According to NO DEPRESSION, "David Ullman sings with a passion and clarity that belies his relative rookie status." His latest album, LIGHT THE DARK, is hailed by the same authority on roots music as "both striking and sincere. Every track reflects the strength of an artist possessed, one benefitting from both confidence and craft. There’s nothing halfway or compromising about what Ullman does; he puts his all into every offering and the results bear that out, even on first hearing."
A moody mix of haunted hymns, blasphemous ballads, and folk-rock redemption songs, LIGHT THE DARK was released on Ullman's own label, Dreaming Out Loud Records. Originally from Northeast Ohio, Ullman’s emotionally intelligent and unabashedly candid debut, DOG DAYS (2008), was deemed “exquisitely beautiful” and “intensely rich” by Cleveland music critics. The region’s concertgoers were introduced to Ullman over the course of the more than 300 shows he played in support of the album, as well as its singles/EPs “Deja Vu” (2007) and “Secondhand” (2009) and the live “Green Bootleg” UNPLUGGED @ UNCORKED (2010).
Building a devoted fan base one passionate, furrow-browed performance at a time, the now 33-year-old Ullman began playing clubs, coffeehouses and bars in and around Kent, Ohio in 2005 while finishing college and working twelve-hour-nights in a plastics factory. He’s since left both factory and college life behind, relocating to Northfield, Minnesota and taking his tattered green Doc Martens and his bloodied, battered Martin guitar on the road. “One of the benefits of beginning your music career in a college town is that, after they graduate, the students who’ve made up your audience either return to where they’re from or move someplace new,” Ullman says. “I’m fortunate to have supporters in some pretty cool places.”

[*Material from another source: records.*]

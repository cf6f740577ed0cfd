//! # nvgraphite Core
//!
//! Crate compartilhada com a árvore do relatório do `nvidia-smi`, a extração
//! de métricas por caminho, a configuração TOML e o protocolo plaintext do
//! Graphite.
//!
//! ## Módulos
//! - [`types`] – Caminhos de métrica, conjuntos de amostras, rótulos de grupo
//! - [`report`] – Árvore do relatório XML e parsing via quick-xml
//! - [`extract`] – Navegação por caminho e extração do token numérico
//! - [`config`] – Configuração unificada via TOML
//! - [`protocol`] – Linhas `caminho valor timestamp` do Graphite

pub mod types;
pub mod report;
pub mod extract;
pub mod config;
pub mod protocol;

// Re-exports convenientes
pub use types::{DeviceSample, MetricPath, SampleSet};
pub use report::{ReportNode, parse_report};
pub use extract::{ExtractError, extract_device};
pub use config::{AppConfig, CollectorConfig, GraphiteConfig};
pub use protocol::{encode_batch, unix_timestamp};
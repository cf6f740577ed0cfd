//! Protocolo plaintext do Graphite (carbon).
//!
//! Uma linha por métrica:
//!
//! ```text
//! <prefix>[.<system_name>].<grupo>.<métrica> <valor> <timestamp>\n
//! ```
//!
//! - Componentes vazios do caminho são omitidos
//! - Espaços, `/`, `\`, `(` e `)` no nome da métrica viram `_`
//! - Um único timestamp (segundos Unix) por lote

use crate::types::SampleSet;
use std::time::{SystemTime, UNIX_EPOCH};

/// Porta padrão do receptor plaintext do carbon.
pub const DEFAULT_PORT: u16 = 2003;

/// Erros do protocolo.
#[derive(Debug, Clone, PartialEq, Eq, thiserror::Error)]
pub enum ProtocolError {
    #[error("Valor vazio para a métrica '{0}'")]
    EmptyValue(String),

    #[error("Valor inválido para a métrica '{metric}': {value:?}")]
    InvalidValue { metric: String, value: String },
}

/// Substitui caracteres que quebram o caminho Graphite.
pub fn clean_metric_name(name: &str) -> String {
    name.chars()
        .map(|c| match c {
            '/' | '\\' | '(' | ')' => '_',
            c if c.is_whitespace() => '_',
            c => c,
        })
        .collect()
}

/// Junta componentes com `.`, ignorando vazios e pontos nas bordas.
pub fn join_path(components: &[&str]) -> String {
    components
        .iter()
        .map(|c| c.trim().trim_matches('.'))
        .filter(|c| !c.is_empty())
        .collect::<Vec<_>>()
        .join(".")
}

/// Timestamp Unix em segundos.
pub fn unix_timestamp() -> u64 {
    SystemTime::now()
        .duration_since(UNIX_EPOCH)
        .map(|d| d.as_secs())
        .unwrap_or(0)
}

/// Codifica um lote em linhas plaintext sob o caminho `base`.
///
/// Retorna string vazia para lote vazio.
pub fn encode_batch(
    base: &str,
    samples: &SampleSet,
    timestamp: u64,
) -> Result<String, ProtocolError> {
    let mut message = String::new();

    for (metric, value) in samples.iter() {
        let value = value.trim();
        if value.is_empty() {
            return Err(ProtocolError::EmptyValue(metric.to_owned()));
        }
        if value.chars().any(char::is_whitespace) {
            return Err(ProtocolError::InvalidValue {
                metric: metric.to_owned(),
                value: value.to_owned(),
            });
        }

        let path = join_path(&[base, &clean_metric_name(metric)]);
        message.push_str(&format!("{path} {value} {timestamp}\n"));
    }

    Ok(message)
}

// ──────────────────────────────────────────────
// Testes
// ──────────────────────────────────────────────

#[cfg(test)]
mod tests {
    use super::*;
    use crate::types::MetricPath;

    fn sample_set() -> SampleSet {
        let mut set = SampleSet::new();
        set.insert(&MetricPath::new("temperature.gpu_temp"), "45");
        set.insert(&MetricPath::new("power_readings.power_draw"), "12.50");
        set
    }

    #[test]
    fn encodes_one_line_per_metric() {
        let base = join_path(&["nvidia", "", "gpu1"]);
        let message = encode_batch(&base, &sample_set(), 1_700_000_000).unwrap();
        assert_eq!(
            message,
            "nvidia.gpu1.power_readings.power_draw 12.50 1700000000\n\
             nvidia.gpu1.temperature.gpu_temp 45 1700000000\n"
        );
    }

    #[test]
    fn join_skips_empty_components() {
        assert_eq!(join_path(&["nvidia.", "node01", "gpu2"]), "nvidia.node01.gpu2");
        assert_eq!(join_path(&["", "", "gpu1"]), "gpu1");
        assert_eq!(join_path(&[]), "");
    }

    #[test]
    fn cleans_metric_names() {
        assert_eq!(clean_metric_name("clocks (MHz)/sm"), "clocks__MHz__sm");
        assert_eq!(clean_metric_name("fan_speed"), "fan_speed");
    }

    #[test]
    fn empty_batch_is_empty_message() {
        assert_eq!(encode_batch("nvidia.gpu1", &SampleSet::new(), 1).unwrap(), "");
    }

    #[test]
    fn rejects_values_with_whitespace() {
        let mut set = SampleSet::new();
        set.insert(&MetricPath::new("x"), "1 2");
        assert!(matches!(
            encode_batch("p", &set, 1),
            Err(ProtocolError::InvalidValue { .. })
        ));

        let mut set = SampleSet::new();
        set.insert(&MetricPath::new("x"), " ");
        assert_eq!(
            encode_batch("p", &set, 1),
            Err(ProtocolError::EmptyValue("x".into()))
        );
    }
}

Regardless of the setting, whether it’s opening for acts like Need To Breathe, Chelsea Crowell, Iris DeMent, Hamell On Trial, or Rusted Root on theater and club stages; returning to his old stomping grounds to play in the Kent State Folk Festival; headlining his own annual gig in Ohio at Akron’s Musica; or a private house concert, Ullman’s most valuable asset is his ability to relate to an audience. Listeners easily identify with the extreme highs, the obliterating lows and the hazy in-betweens reflected in his songs. Slightly gravelly vocals, which crescendo from the barest whisper to a barely-controlled roar, lend Ullman’s earnest and raw confessions a grace and sincerity rarely found in today’s music. “For me,” he says, “even though I might sing about intense, sad-sounding subjects, the goal is always to transcend the darkness by giving voice to it. It’s catharsis. I don’t usually sing songs when I’m happy. I guess you could say I sing sad songs to get happy.”